RGPD : Avez-vous un PIMS qui tient la route ?

Le 28 mai 2018, le Règlement Général sur la Protection des Données (RGPD) entrait en vigueur dans l’UE. Trois ans et demi plus tard, de nombreuses organisations tardent à s’y conformer, le considérant trop complexe. Pour Carlo Harpes, la situation est inquiétante. Aux sociétés récalcitrantes, le Managing Director d’itrust consulting recommande le PIMS, un système de gestion de la protection des données à caractère personnel permettant de se mettre en conformité avec les exigences du RGPD. Explications.

Qu’est-ce que le PIMS ?

Un « système de management de la protection de la vie privée », officiellement abrégé «PIMS» en français, est un « système de management de la sécurité de l’information qui gère la protection de la vie privée telle que potentiellement affectée par le traitement des données à caractère personnel ». Personnellement, c’est ce que j’aurais appelé un «système de gestion de la protection des données à caractère personnel» et je le présenterais comme une marche à suivre pour se conformer au RGPD. Pour implémenter ceci, il y a mille et une solutions, généralement valables pour de petits organismes où la protection des données n’est pas le souci primaire. Mais, depuis 26 mois, il existe un PIMS type, qui a été décrit de façon précise et normalisé dans la norme ISO/IEC 27701, sur base duquel il est possible de se faire certifier.

Qui en a besoin ?

3,5 ans n’ont pas suffi à la plupart des organismes pour se mettre en conformité avec le RGPD. Combien n’ont pas nommé de DPO (alors qu’il s’agit d’une exigence légale pour toute entité publique) ? Combien n’ont pas de registre du traitement conforme aux exigences ? Combien ne peuvent pas prouver à la CNPD leur respect des principes du RGPD, notamment celui qui exige « une protection en termes de mesures techniques et organisationnelles appropriées » ? Face à la difficulté de savoir ce qui est approprié et comment le démontrer, les dirigeants (décideurs politiques, bourgmestres, chefs d’administration, CEO ou de gérants de PME), sont souvent résignés et se cachent derrière la non-conformité de leurs voisins. D’après mes observations, cette situation est inquiétante et seule la CNPD, qui a l’obligation de sanctionner, devrait connaître cet état. Tous les organismes visés ici auraient bien profité de ce PIMS.

Qui a défini ce PIMS ?

L’ILNAS, que je représentais à l’ISO dans de multiples réunions de travail consacrées à cette norme depuis 2014, se prononçait avec ses partenaires européens en faveur d’une norme rapide et parfaitement compatible avec le RGPD. Pour supporter la mise en conformité avec ces exigences, nous avons formulé de multiples suggestions d’amélioration sur la numérotation trop compliquée et certaines formulations trop lourdes. En France, la CNIL s’est félicitée de sa participation et encourage l’adoption de cette norme tout en laissant aux organismes la possibilité d’opter pour d’autres systèmes dans leur démonstration de responsabilité.
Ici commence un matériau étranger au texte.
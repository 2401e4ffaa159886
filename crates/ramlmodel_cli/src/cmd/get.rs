use std::path::PathBuf;

use ramlmodel::model::FieldPath;

use crate::cmd::render::{RenderOptions, projected_json, projected_text};
use crate::cmd::util::{emit_json, open_document};
use crate::config::AppConfig;
use crate::error::Result;

#[derive(clap::Args)]
pub struct Args {
	pub file: PathBuf,
	/// Field path to read, e.g. `examples[0].strict`.
	#[arg(long)]
	pub field: String,
	#[arg(long)]
	pub kind: Option<String>,
	#[arg(long)]
	pub json: bool,
}

/// Read one field path and print only its value.
pub fn run(args: Args, config: &AppConfig) -> Result<()> {
	let Args { file: path, field, kind, json } = args;

	let field_path = FieldPath::parse(&field)?;
	let opened = open_document(&path, kind.as_deref(), config)?;
	let value = opened.root().select(&field_path)?;
	let options = RenderOptions::from_config(&config.output, None);

	if json || config.output.json {
		let payload = GetJson {
			kind: opened.kind.name,
			field: field_path.to_string(),
			value: projected_json(value, &options, 0)?,
		};
		return emit_json(&payload);
	}

	let mut out = String::new();
	projected_text(&field, value, &options, 0, 0, &mut out)?;
	print!("{out}");
	Ok(())
}

#[derive(serde::Serialize)]
struct GetJson {
	kind: &'static str,
	field: String,
	value: serde_json::Value,
}
use crate::model::{EnumDecl, Scalar, ScalarType, ScalarValue};

/// Labels accepted for [`ModelLocation`].
pub const MODEL_LOCATION: EnumDecl = EnumDecl {
	name: "ModelLocation",
	labels: &["query", "headers", "uri", "form", "buri", "annotation", "model", "securityschema"],
};

/// Labels accepted for [`LocationKind`].
pub const LOCATION_KIND: EnumDecl = EnumDecl {
	name: "LocationKind",
	labels: &["apistructure", "declaration", "model"],
};

/// Where in an API a data element is used.
#[derive(Debug, Clone, Copy, PartialEq, Eq)]
pub enum ModelLocation {
	/// Query parameter.
	Query,
	/// Header.
	Headers,
	/// URI parameter.
	Uri,
	/// Form parameter.
	Form,
	/// Base URI parameter.
	BaseUri,
	/// Annotation type.
	Annotation,
	/// Data model type.
	Model,
	/// Security scheme setting.
	SecuritySchema,
}

impl ModelLocation {
	/// Canonical label.
	pub fn as_str(self) -> &'static str {
		match self {
			Self::Query => "query",
			Self::Headers => "headers",
			Self::Uri => "uri",
			Self::Form => "form",
			Self::BaseUri => "buri",
			Self::Annotation => "annotation",
			Self::Model => "model",
			Self::SecuritySchema => "securityschema",
		}
	}

	/// Parse a label, ignoring ASCII case.
	pub fn from_label(label: &str) -> Option<Self> {
		let found = match MODEL_LOCATION.label(label)? {
			"query" => Self::Query,
			"headers" => Self::Headers,
			"uri" => Self::Uri,
			"form" => Self::Form,
			"buri" => Self::BaseUri,
			"annotation" => Self::Annotation,
			"model" => Self::Model,
			_ => Self::SecuritySchema,
		};
		Some(found)
	}
}

impl Scalar for ModelLocation {
	const TYPE: ScalarType = ScalarType::Enum(&MODEL_LOCATION);

	fn from_scalar(value: ScalarValue) -> Option<Self> {
		match value {
			ScalarValue::Enum(label) => Self::from_label(label),
			_ => None,
		}
	}
}

/// Which part of an API declares a data element.
#[derive(Debug, Clone, Copy, PartialEq, Eq)]
pub enum LocationKind {
	/// Inline in the resource/method structure.
	ApiStructure,
	/// Global declaration section.
	Declaration,
	/// Nested inside another model.
	Model,
}

impl LocationKind {
	/// Canonical label.
	pub fn as_str(self) -> &'static str {
		match self {
			Self::ApiStructure => "apistructure",
			Self::Declaration => "declaration",
			Self::Model => "model",
		}
	}

	/// Parse a label, ignoring ASCII case.
	pub fn from_label(label: &str) -> Option<Self> {
		let found = match LOCATION_KIND.label(label)? {
			"apistructure" => Self::ApiStructure,
			"declaration" => Self::Declaration,
			_ => Self::Model,
		};
		Some(found)
	}
}

impl Scalar for LocationKind {
	const TYPE: ScalarType = ScalarType::Enum(&LOCATION_KIND);

	fn from_scalar(value: ScalarValue) -> Option<Self> {
		match value {
			ScalarValue::Enum(label) => Self::from_label(label),
			_ => None,
		}
	}
}

declare_group! {
	/// Kinds identified by a declared name.
	pub trait Named(NAMED) {
		/// Declared name.
		name: scalar String = "name",
	}
}

declare_group! {
	/// Kinds carrying human-facing documentation.
	pub trait Documented(DOCUMENTED) {
		/// Friendly display name.
		display_name: optional String = "displayName",
		/// Markdown description.
		description: optional String = "description",
	}
}

declare_group! {
	/// Kinds that record where in the API they are declared.
	pub trait Located(LOCATED) {
		/// Where the element is used.
		location: optional ModelLocation = "location",
		/// Which part of the API declares the element.
		location_kind: optional LocationKind = "locationKind",
	}
}
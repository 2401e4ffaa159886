//! Configuration file loading for the CLI.
//!
//! Search order: explicit `--config` path, `ramlmodel/config.toml` in the
//! working directory, the platform config directory, then defaults.

use std::fs;
use std::path::Path;

use directories::ProjectDirs;
use log::{debug, info};
use serde::Deserialize;

use crate::error::{CliError, Result};

/// Kind used when neither `--kind` nor the config names one.
pub(crate) const FALLBACK_KIND: &str = "DataElement";

/// Top-level CLI configuration.
#[derive(Debug, Clone, Default, Deserialize)]
#[serde(default, deny_unknown_fields)]
pub(crate) struct AppConfig {
	/// Element kind used when `--kind` is omitted.
	pub default_kind: Option<String>,
	/// Output rendering settings.
	pub output: OutputConfig,
}

/// Output rendering settings.
#[derive(Debug, Clone, Deserialize)]
#[serde(default, deny_unknown_fields)]
pub(crate) struct OutputConfig {
	/// Emit JSON instead of text when `--json` is not given.
	pub json: bool,
	/// Maximum nested element depth rendered.
	pub max_depth: u32,
	/// Maximum sequence items printed in text output.
	pub max_sequence_items: usize,
}

impl Default for OutputConfig {
	fn default() -> Self {
		Self {
			json: false,
			max_depth: 6,
			max_sequence_items: 16,
		}
	}
}

impl AppConfig {
	/// Kind name from `--kind`, the config, or [`FALLBACK_KIND`].
	pub(crate) fn kind_name<'a>(&'a self, requested: Option<&'a str>) -> &'a str {
		requested.or(self.default_kind.as_deref()).unwrap_or(FALLBACK_KIND)
	}
}

/// Find and load configuration.
pub(crate) fn load_config(explicit_path: Option<&Path>) -> Result<AppConfig> {
	if let Some(path) = explicit_path {
		info!(path = path.display().to_string(); "loading configuration from explicit path");
		return load_config_file(path);
	}

	let local_config = Path::new("ramlmodel/config.toml");
	if local_config.exists() {
		info!(path = local_config.display().to_string(); "loading configuration from local path");
		return load_config_file(local_config);
	}

	if let Some(proj_dirs) = ProjectDirs::from("com", "ramlmodel", "ramlmodel") {
		let system_config = proj_dirs.config_dir().join("config.toml");
		if system_config.exists() {
			info!(path = system_config.display().to_string(); "loading configuration from system path");
			return load_config_file(&system_config);
		}
		debug!(path = system_config.display().to_string(); "system configuration file not found");
	} else {
		debug!("could not determine platform-specific config directory");
	}

	debug!("no configuration file found, using defaults");
	Ok(AppConfig::default())
}

fn load_config_file(path: &Path) -> Result<AppConfig> {
	if !path.exists() {
		return Err(CliError::MissingConfig(path.to_path_buf()));
	}

	let content = fs::read_to_string(path)?;
	parse_config(&content, path)
}

pub(crate) fn parse_config(content: &str, path: &Path) -> Result<AppConfig> {
	toml::from_str(content).map_err(|err| CliError::ConfigParse {
		path: path.to_path_buf(),
		message: err.to_string(),
	})
}
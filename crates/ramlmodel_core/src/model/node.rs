/// Untyped value borrowed from a generic node field.
///
/// Nested nodes are handed out by reference, so wrapping a child never copies
/// the subtree it points at.
#[derive(Debug)]
pub enum RawValue<'a, N> {
	/// Explicit null.
	Null,
	/// Boolean scalar.
	Bool(bool),
	/// Integral number.
	Int(i64),
	/// Non-integral (or out of `i64` range) number.
	Float(f64),
	/// String scalar.
	Str(&'a str),
	/// Nested node.
	Node(&'a N),
	/// Ordered sequence of values.
	Seq(Vec<RawValue<'a, N>>),
}

impl<N> RawValue<'_, N> {
	/// Stable lowercase shape label used in diagnostics.
	pub fn kind(&self) -> &'static str {
		match self {
			Self::Null => "null",
			Self::Bool(_) => "boolean",
			Self::Int(_) => "integer",
			Self::Float(_) => "number",
			Self::Str(_) => "string",
			Self::Node(_) => "element",
			Self::Seq(_) => "sequence",
		}
	}

	/// Whether the value is an explicit null.
	pub fn is_null(&self) -> bool {
		matches!(self, Self::Null)
	}
}

/// Read-only capability interface over a node produced by a document engine.
///
/// Implementations must not mutate the node while any projection borrows it;
/// every read is a pure lookup.
pub trait GenericNode: Sized {
	/// Whether the node carries an entry for `name` (including explicit nulls).
	fn has_field(&self, name: &str) -> bool;

	/// Raw value stored under `name`, or `None` when the field is absent.
	fn raw_value(&self, name: &str) -> Option<RawValue<'_, Self>>;

	/// Items stored under `name` as an ordered sequence.
	///
	/// Absent and null fields yield an empty sequence. A single non-sequence
	/// value yields a one-element sequence.
	fn raw_sequence(&self, name: &str) -> Vec<RawValue<'_, Self>> {
		match self.raw_value(name) {
			None | Some(RawValue::Null) => Vec::new(),
			Some(RawValue::Seq(items)) => items,
			Some(other) => vec![other],
		}
	}
}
Qui supporte le PIMS au Luxembourg ?

Au Luxembourg, hélas, la CNPD n’a pas communiqué sur cette norme, ce que je perçois comme une erreur stratégique probablement due à l’absence de représentants de la CNPD à l’ISO ou à un manque de connaissance des systèmes de management tout court. Cette faute d’appréciation l’a aussi amenée à créer un cadre de certification national en 2018, qui visait une certification luxembourgeoise très onéreuse à obtenir et, j’ose dire, économiquement non justifiable en l’absence de reconnaissance internationale. Étant donné les multiples inexactitudes dans les critères de cette certification, la mise en place de processus de certification dédiés (au lieu de recourir au processus ISO 17065 reconnu et pratiqué depuis des décennies) est resté un flop non utilisé et le dommage collatéral reste l’absence de support pour d’autres normes et démarches abordables plus matures.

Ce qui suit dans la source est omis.